Saturday, May 8, 2010

Cheers and Jeers...

Gimme an I, I! Gimme a V, V! Gimme a F, F! IVF! If you can't cheer about it, then why do it?! Get excited (!) no real updates except that we're moving forward this month. Once I start my monthly gift, we'll begin the process which begins with birth control for a couple of weeks then on with the hormones...etc. We're excited but a little in the avoidance stage. I'm not real stoked about the exposure to needles that IVF is going to dish out. I had a TB test last week at work...it is negative but still bruised and swollen. My legs are bruised from crossing my legs. I can tap a piece of furniture with a limb and be black and blue. Let's just say the injections from IVF are not going to be pretty. Please, solemnly promise me to not judge me for the next several months. I think this is going to be intense. We'll see. So many people have told me that they will pray for me...

Speaking of people praying for me...lots more people know that we are going to be doing IVF because I told everyone at work...because I resigned. Ug. I just couldn't keep the pace and add in IVF. As most of you know, I cancelled our cycle last month. It was just too much. I think it will be nice, going back to a more simple lifestyle. It's hard with Michael traveling so much and me never being home. The dogs feel very neglected, our house is certainly neglected and my rest has been neglected lately. I'm going to stay on PRN (per required need). If they have a big project or if everyone comes down with the stomach bug they will call me. It's a way to keep my foot in the door. I just can't let go completely. As much as this job has totally drained me, it has also been a much needed diversion from the reality of infertility. I tell you - I work with a solid group of people and I am going to miss them like crazy. When you wonder where all the good people of are...I can show you because I've been working with them.

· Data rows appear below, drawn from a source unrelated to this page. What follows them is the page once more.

//! Memoized tone-recommendation cache with latest-wins sequencing.
//!
//! Recommendation requests are advisory and the one place overlapping
//! calls are allowed, so responses carry the sequence number handed out
//! at issue time and only the latest-issued sequence may apply. A stale,
//! slow response can never overwrite a fresher one.

use smscast_core::tone::ToneKey;

#[derive(Debug, Default)]
pub struct ToneCache {
    key: Option<ToneKey>,
    recommendations: Vec<String>,
    issued: u64,
}

impl ToneCache {
    pub fn new() -> Self {
        Self::default()
    }

    /// Register intent to refresh for `key`.
    ///
    /// Returns the sequence number to tag the request with, or `None`
    /// when the key matches the cached one and no request is due.
    pub fn issue(&mut self, key: &ToneKey) -> Option<u64> {
        if self.key.as_ref() == Some(key) {
            return None;
        }
        self.key = Some(key.clone());
        self.issued += 1;
        Some(self.issued)
    }

    /// Apply a response for the request tagged `seq`.
    ///
    /// Returns `false` (and changes nothing) when a newer request has
    /// been issued since.
    pub fn apply(&mut self, seq: u64, recommendations: Vec<String>) -> bool {
        if seq != self.issued {
            return false;
        }
        self.recommendations = recommendations;
        true
    }

    /// Ranked recommendations from the freshest applied response.
    pub fn recommendations(&self) -> &[String] {
        &self.recommendations
    }

    /// The key of the most recently issued request, if any.
    pub fn key(&self) -> Option<&ToneKey> {
        self.key.as_ref()
    }
}
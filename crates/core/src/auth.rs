//! Credential provider seam for outbound requests.
//!
//! The signed-in identity and its token lifecycle live behind the
//! authentication collaborator. API clients depend on this trait and
//! fetch the bearer credential per outbound call instead of caching it
//! as mutable global state.

use async_trait::async_trait;

use crate::error::CoreError;

/// Supplies the bearer credential attached to every outbound request.
#[async_trait]
pub trait TokenProvider: Send + Sync {
    async fn bearer_token(&self) -> Result<String, CoreError>;
}

/// Fixed-token provider for tests, demos, and service accounts.
#[derive(Debug, Clone)]
pub struct StaticToken {
    token: String,
}

impl StaticToken {
    pub fn new(token: impl Into<String>) -> Self {
        Self {
            token: token.into(),
        }
    }
}

#[async_trait]
impl TokenProvider for StaticToken {
    async fn bearer_token(&self) -> Result<String, CoreError> {
        Ok(self.token.clone())
    }
}

#[async_trait]
impl<T: TokenProvider + ?Sized> TokenProvider for std::sync::Arc<T> {
    async fn bearer_token(&self) -> Result<String, CoreError> {
        (**self).bearer_token().await
    }
}
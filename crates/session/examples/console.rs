//! End-to-end walkthrough of the campaign draft workflow against live
//! services.
//!
//! Needs `SMSCAST_STORE_URL`, `SMSCAST_GENAI_URL`, and
//! `SMSCAST_API_TOKEN` in the environment (or a `.env` file):
//!
//! ```sh
//! cargo run -p smscast-session --example console
//! ```

use std::sync::Arc;

use tracing_subscriber::{layer::SubscriberExt, util::SubscriberInitExt};

use smscast_core::{RefinementDirective, StaticToken};
use smscast_genai::GenAiApi;
use smscast_session::{CampaignSession, SessionConfig};
use smscast_store::StoreApi;

#[tokio::main]
async fn main() -> anyhow::Result<()> {
    dotenvy::dotenv().ok();

    tracing_subscriber::registry()
        .with(
            tracing_subscriber::EnvFilter::try_from_default_env()
                .unwrap_or_else(|_| "smscast_session=debug,smscast=info".into()),
        )
        .with(tracing_subscriber::fmt::layer())
        .init();

    let config = SessionConfig::from_env();
    let token = Arc::new(StaticToken::new(config.api_token.clone()));
    let genai = GenAiApi::new(&config.genai_url, token.clone());
    let store = StoreApi::new(&config.store_url, token);

    let campaigns = store.list_campaigns(None).await?;
    let Some(first) = campaigns.first() else {
        anyhow::bail!("No campaigns available; create one in the console first");
    };
    println!(
        "Opening campaign {} ({} .. {})",
        first.name, first.start_date, first.end_date
    );

    let mut session = CampaignSession::load(genai, store, &first.id).await?;
    println!(
        "Loaded {} saved messages, tone suggestions: {:?}",
        session.saved_messages().len(),
        session.tone_recommendations()
    );

    session.audience_tags_mut().add("Loyal Customers");
    session.generate(3).await?;
    for (i, draft) in session.drafts().iter().enumerate() {
        let star = if draft.is_recommended { " *" } else { "" };
        println!("[{i}] ({}){star} {}", draft.tone, draft.content);
    }

    // Tighten the first draft before saving it.
    session.begin_edit(0)?;
    session.refine(RefinementDirective::Shorten).await?;
    session.commit_edit()?;

    let saved = session.save_draft(0).await?;
    println!("Saved message {} at {}", saved.id, saved.created_at);

    Ok(())
}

Lastly, I can't help but mention Mother's Day. What an ironic holiday. On the one hand, every Mother should be celebrated. On the other hand (and one I know I wouldn't have considered unless I had experienced infertility), Mother's Day is a tough one. I know I will one day join the masses be it achieved naturally, medically or adopted. Funny though, I feel like a mother regardless. It may sound stupid, but I truly feel like I have a child out there just waiting to make his debut and that makes me a mom in the making.